- About this exercise:
Would you please copy each line of the data in which the string "merges" occurs?

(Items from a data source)
^^^^^^^^

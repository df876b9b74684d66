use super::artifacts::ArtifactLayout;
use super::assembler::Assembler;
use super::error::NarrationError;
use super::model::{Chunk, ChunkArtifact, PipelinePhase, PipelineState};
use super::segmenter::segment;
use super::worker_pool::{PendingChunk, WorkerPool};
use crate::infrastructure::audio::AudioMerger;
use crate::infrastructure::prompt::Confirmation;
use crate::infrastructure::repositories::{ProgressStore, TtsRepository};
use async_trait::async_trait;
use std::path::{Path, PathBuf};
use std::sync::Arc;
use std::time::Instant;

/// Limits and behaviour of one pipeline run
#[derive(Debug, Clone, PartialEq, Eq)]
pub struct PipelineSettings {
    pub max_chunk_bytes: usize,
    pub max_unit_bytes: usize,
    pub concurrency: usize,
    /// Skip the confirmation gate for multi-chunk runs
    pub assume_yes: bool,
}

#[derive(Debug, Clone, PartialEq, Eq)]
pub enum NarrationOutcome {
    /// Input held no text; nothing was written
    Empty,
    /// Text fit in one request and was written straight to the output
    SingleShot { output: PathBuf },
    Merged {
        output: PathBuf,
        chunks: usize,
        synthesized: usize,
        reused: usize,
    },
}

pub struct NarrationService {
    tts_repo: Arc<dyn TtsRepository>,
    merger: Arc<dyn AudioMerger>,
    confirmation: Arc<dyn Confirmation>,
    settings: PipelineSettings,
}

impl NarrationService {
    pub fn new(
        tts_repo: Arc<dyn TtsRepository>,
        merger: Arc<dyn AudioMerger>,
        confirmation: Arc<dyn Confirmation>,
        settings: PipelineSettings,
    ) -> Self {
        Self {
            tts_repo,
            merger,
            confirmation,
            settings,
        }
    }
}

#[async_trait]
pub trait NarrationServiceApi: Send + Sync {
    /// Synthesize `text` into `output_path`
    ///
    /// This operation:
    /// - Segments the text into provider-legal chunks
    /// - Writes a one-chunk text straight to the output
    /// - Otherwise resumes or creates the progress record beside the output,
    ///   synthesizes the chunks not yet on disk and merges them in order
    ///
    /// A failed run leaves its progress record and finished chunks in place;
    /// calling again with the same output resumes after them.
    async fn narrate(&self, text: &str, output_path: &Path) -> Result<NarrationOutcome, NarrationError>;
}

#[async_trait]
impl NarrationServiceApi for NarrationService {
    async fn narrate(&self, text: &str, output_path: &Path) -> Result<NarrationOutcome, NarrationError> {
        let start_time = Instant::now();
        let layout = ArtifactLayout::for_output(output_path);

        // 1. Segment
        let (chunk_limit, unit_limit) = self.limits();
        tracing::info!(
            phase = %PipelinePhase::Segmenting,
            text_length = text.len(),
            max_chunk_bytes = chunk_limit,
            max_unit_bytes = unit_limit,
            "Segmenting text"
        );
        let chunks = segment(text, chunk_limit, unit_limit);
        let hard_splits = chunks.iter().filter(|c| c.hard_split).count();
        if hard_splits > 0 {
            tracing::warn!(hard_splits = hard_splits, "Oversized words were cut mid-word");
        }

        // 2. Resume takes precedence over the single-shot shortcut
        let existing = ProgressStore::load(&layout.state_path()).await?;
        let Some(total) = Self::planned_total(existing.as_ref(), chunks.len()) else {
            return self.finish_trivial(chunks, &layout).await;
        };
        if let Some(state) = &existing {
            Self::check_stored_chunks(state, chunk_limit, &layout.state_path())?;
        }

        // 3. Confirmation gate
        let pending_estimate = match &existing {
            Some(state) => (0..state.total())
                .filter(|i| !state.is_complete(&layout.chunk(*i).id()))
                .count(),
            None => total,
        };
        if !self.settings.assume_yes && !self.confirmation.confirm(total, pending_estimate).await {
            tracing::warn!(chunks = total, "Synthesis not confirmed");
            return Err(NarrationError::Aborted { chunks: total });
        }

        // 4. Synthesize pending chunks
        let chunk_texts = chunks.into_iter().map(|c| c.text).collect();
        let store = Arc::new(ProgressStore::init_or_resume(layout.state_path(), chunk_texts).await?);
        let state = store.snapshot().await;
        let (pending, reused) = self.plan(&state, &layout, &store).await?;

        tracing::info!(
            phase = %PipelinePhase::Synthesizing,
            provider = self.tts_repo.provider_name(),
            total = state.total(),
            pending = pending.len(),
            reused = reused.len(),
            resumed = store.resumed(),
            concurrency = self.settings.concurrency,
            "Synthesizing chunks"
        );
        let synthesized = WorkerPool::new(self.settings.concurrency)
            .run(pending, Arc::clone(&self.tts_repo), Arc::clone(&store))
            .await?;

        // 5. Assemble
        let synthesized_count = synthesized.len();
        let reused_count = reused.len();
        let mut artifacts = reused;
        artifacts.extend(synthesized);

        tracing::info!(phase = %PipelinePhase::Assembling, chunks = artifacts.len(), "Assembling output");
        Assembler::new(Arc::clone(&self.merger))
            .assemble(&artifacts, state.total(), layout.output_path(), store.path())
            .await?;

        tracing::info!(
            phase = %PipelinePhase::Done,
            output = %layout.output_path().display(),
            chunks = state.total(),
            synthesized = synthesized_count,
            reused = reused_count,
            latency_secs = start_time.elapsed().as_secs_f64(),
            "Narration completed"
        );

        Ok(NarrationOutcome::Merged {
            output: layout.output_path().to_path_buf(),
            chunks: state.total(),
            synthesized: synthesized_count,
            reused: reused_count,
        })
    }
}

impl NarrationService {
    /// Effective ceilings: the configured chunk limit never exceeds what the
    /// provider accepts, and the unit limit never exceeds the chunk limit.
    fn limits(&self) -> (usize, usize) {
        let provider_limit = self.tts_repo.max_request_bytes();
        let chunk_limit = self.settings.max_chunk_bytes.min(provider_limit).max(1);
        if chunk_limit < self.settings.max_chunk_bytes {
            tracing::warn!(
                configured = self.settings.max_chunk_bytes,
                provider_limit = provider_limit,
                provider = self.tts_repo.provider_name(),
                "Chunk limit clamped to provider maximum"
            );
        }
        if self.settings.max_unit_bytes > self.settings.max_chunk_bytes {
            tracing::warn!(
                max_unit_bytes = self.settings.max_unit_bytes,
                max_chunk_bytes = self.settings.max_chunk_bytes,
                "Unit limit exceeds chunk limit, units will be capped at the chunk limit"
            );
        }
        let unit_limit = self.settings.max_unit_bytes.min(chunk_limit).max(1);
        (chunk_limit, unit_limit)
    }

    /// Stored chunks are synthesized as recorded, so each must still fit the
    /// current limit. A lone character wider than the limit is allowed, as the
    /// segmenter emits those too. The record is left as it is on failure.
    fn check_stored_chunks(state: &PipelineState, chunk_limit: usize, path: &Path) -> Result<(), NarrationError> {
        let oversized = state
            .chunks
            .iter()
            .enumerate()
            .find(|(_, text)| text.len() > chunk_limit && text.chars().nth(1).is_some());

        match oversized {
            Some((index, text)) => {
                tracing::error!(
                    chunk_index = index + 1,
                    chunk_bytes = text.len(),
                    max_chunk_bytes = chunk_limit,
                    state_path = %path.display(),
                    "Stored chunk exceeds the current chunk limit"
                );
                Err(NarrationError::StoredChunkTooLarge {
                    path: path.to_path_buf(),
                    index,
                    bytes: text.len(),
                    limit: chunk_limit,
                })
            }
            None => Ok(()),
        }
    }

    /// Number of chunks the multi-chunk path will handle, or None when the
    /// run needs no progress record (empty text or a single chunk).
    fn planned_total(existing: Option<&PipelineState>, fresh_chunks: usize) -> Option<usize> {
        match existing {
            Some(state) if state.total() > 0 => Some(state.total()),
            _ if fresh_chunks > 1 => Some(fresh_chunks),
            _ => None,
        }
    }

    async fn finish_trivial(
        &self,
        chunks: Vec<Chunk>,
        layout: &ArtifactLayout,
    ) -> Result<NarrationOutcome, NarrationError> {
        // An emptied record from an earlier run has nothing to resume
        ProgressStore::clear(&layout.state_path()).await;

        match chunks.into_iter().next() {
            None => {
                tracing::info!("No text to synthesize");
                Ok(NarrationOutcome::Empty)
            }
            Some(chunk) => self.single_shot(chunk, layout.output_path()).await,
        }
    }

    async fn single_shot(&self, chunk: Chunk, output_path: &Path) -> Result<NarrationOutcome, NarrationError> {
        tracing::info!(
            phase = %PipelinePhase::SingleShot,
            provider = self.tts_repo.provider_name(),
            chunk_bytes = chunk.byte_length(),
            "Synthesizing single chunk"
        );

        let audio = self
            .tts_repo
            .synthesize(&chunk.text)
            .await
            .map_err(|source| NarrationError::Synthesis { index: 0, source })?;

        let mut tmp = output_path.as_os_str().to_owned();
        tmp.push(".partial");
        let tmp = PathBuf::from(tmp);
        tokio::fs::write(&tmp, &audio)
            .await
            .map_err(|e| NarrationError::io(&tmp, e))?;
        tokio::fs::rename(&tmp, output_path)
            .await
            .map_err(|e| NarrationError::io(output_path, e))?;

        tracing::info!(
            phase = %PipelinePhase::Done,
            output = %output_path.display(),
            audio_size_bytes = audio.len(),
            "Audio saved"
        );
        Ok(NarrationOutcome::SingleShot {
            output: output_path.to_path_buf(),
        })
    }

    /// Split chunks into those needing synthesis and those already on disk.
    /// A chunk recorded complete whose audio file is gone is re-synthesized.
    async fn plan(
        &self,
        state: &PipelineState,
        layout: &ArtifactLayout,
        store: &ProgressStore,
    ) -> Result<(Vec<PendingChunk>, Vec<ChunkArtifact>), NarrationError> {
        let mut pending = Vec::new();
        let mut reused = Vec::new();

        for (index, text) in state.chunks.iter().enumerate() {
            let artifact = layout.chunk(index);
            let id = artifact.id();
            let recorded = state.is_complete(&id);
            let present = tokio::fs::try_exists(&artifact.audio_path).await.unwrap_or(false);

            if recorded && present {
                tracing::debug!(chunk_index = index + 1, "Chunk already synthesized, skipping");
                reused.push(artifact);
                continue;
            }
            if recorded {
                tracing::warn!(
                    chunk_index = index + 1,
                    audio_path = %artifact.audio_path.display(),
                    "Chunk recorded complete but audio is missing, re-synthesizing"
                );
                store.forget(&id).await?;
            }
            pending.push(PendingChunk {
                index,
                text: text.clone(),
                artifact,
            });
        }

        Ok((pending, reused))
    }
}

^^^^^^^^

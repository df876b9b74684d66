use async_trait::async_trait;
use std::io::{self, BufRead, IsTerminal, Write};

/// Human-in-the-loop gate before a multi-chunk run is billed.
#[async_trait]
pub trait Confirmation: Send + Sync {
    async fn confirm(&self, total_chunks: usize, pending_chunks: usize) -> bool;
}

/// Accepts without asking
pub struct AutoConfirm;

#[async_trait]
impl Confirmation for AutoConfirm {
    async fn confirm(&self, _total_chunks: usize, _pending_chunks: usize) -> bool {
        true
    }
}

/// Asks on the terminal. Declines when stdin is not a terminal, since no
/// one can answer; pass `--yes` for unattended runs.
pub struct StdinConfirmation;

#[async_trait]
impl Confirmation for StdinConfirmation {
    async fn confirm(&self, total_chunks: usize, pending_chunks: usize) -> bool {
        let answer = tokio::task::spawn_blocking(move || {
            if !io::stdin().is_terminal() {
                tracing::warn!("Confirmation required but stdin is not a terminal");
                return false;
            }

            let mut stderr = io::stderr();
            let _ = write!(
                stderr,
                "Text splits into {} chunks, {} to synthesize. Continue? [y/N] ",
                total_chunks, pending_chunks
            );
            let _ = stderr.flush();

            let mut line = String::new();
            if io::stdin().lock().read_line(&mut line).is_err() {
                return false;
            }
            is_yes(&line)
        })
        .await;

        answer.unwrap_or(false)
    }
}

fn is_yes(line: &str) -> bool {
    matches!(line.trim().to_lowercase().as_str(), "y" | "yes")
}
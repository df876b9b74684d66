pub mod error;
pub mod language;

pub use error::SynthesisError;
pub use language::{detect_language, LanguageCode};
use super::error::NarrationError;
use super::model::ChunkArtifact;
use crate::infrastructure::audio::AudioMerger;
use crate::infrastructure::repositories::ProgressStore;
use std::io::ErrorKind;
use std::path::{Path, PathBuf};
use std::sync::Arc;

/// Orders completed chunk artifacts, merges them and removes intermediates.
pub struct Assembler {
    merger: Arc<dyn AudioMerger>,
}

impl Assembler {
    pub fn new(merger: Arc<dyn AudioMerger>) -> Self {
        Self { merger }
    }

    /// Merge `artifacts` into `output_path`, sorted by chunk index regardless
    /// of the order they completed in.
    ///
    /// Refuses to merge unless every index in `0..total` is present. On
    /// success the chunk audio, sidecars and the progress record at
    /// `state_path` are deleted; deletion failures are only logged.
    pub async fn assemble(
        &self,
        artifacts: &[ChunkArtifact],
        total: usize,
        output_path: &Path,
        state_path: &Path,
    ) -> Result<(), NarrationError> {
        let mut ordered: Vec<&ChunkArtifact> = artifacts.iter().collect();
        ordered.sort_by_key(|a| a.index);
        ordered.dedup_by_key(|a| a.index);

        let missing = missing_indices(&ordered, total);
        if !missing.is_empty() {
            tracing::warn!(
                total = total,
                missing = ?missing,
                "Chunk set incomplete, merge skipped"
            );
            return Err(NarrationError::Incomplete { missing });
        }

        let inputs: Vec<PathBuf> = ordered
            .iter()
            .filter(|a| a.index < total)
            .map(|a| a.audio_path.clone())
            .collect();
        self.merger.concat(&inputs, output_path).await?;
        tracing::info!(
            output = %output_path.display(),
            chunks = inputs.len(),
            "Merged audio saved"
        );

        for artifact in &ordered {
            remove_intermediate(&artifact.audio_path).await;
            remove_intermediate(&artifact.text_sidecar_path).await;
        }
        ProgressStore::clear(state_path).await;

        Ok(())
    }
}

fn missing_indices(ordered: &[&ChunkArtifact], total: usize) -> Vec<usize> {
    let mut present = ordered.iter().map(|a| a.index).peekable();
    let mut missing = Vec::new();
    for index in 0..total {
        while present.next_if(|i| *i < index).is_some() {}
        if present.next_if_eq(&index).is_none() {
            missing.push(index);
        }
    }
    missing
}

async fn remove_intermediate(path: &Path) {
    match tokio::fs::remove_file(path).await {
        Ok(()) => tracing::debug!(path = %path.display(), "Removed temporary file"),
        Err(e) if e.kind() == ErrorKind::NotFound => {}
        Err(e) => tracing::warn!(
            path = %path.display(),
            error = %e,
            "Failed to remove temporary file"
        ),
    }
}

^^^^^^^^

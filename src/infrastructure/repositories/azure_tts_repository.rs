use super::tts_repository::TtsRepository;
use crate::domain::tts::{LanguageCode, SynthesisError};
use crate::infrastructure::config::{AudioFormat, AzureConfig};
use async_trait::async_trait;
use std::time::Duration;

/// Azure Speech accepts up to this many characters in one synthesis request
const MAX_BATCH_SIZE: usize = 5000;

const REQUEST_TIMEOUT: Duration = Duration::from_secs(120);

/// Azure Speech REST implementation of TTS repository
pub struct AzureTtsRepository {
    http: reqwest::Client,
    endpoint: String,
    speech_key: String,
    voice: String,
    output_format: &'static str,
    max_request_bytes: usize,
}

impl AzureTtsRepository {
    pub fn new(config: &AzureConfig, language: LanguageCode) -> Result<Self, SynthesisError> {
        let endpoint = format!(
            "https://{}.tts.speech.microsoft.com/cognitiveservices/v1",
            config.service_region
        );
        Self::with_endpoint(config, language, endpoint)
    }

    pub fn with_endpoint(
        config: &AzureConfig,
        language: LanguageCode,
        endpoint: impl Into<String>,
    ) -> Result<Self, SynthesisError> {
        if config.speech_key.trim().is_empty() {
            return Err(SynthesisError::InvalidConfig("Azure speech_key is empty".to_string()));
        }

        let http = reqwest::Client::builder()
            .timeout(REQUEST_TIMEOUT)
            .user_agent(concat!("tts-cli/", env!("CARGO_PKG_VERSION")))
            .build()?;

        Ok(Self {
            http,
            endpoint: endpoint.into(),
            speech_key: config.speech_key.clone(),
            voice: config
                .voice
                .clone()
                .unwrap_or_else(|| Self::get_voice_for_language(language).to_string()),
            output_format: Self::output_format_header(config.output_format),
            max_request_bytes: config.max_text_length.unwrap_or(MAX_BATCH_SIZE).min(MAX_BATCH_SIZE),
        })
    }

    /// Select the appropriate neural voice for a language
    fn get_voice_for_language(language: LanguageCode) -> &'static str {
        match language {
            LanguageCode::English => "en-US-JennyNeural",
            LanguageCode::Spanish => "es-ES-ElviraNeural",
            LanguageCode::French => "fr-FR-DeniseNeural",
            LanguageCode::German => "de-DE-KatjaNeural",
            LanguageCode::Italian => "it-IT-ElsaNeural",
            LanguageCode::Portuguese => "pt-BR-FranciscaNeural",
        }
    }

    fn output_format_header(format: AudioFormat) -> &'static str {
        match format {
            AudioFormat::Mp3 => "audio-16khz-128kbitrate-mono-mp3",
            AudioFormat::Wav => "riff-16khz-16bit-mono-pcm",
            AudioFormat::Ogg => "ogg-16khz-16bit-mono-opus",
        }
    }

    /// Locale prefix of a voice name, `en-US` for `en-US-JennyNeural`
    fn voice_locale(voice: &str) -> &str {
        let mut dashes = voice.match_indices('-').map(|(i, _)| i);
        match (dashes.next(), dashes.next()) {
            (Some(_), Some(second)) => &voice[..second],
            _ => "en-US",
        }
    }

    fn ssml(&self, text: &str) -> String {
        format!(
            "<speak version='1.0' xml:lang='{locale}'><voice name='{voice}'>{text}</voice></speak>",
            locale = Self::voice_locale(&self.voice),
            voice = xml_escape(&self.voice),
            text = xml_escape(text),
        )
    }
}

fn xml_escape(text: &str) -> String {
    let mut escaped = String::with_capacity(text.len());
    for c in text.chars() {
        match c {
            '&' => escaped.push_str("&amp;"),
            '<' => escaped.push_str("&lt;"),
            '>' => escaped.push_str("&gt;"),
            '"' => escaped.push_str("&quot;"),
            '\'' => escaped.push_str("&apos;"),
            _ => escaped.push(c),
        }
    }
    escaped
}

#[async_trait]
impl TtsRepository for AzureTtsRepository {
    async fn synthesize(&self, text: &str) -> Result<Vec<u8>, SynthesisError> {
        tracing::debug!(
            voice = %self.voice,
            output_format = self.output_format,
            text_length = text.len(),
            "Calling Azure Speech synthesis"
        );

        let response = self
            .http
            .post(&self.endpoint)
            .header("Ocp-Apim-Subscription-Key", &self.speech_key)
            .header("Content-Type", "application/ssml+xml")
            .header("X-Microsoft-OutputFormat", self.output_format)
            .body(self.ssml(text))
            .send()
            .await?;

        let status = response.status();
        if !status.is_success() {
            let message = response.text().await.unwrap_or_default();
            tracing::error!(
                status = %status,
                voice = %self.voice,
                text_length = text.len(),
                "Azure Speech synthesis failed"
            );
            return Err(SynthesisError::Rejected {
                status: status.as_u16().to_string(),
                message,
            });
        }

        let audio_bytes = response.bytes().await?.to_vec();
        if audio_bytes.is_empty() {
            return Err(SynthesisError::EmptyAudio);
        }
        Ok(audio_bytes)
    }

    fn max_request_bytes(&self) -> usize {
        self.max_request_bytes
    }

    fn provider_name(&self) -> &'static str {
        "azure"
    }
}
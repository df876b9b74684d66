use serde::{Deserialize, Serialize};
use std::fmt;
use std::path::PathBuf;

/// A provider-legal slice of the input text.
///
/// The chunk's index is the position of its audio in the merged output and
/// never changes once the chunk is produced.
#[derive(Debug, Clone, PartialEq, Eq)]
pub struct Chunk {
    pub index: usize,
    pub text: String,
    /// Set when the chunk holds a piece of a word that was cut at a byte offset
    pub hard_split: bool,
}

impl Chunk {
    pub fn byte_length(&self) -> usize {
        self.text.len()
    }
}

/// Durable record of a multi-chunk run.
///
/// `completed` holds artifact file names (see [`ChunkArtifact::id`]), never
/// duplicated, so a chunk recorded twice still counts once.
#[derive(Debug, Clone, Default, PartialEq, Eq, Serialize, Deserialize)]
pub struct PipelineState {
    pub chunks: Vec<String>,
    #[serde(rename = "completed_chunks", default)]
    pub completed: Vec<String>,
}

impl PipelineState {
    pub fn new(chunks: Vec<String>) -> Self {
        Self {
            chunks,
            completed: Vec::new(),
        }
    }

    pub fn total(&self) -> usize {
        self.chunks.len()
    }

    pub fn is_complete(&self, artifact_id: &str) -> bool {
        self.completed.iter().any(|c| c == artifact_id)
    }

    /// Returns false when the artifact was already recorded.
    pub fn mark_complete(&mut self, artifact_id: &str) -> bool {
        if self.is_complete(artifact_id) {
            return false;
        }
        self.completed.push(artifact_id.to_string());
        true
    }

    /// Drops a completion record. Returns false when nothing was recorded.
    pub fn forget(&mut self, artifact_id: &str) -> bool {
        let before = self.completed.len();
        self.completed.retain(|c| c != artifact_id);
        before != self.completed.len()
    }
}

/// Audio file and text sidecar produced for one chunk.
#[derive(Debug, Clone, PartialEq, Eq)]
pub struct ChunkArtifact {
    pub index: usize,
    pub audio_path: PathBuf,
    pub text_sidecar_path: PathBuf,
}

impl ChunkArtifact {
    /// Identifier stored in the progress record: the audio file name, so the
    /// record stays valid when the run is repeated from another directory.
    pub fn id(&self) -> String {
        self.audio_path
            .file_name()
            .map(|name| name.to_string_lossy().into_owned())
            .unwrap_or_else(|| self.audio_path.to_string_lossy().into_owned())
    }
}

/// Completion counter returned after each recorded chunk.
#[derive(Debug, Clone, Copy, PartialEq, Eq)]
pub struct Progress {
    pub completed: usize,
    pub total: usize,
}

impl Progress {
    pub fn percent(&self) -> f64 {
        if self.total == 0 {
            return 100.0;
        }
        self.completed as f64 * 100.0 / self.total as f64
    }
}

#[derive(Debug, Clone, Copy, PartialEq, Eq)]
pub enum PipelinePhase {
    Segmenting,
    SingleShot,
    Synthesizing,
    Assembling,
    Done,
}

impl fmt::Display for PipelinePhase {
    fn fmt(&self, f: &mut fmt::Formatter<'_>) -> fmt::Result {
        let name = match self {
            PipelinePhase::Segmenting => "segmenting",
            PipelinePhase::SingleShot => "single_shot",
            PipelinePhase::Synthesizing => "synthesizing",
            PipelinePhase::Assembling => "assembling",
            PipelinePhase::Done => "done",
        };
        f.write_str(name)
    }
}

^^^^^^^^

- Task output:
    ///   synthesizes the chunks not yet on disk and merges them in order
/// Orders completed chunk artifacts, merges them and removes intermediates.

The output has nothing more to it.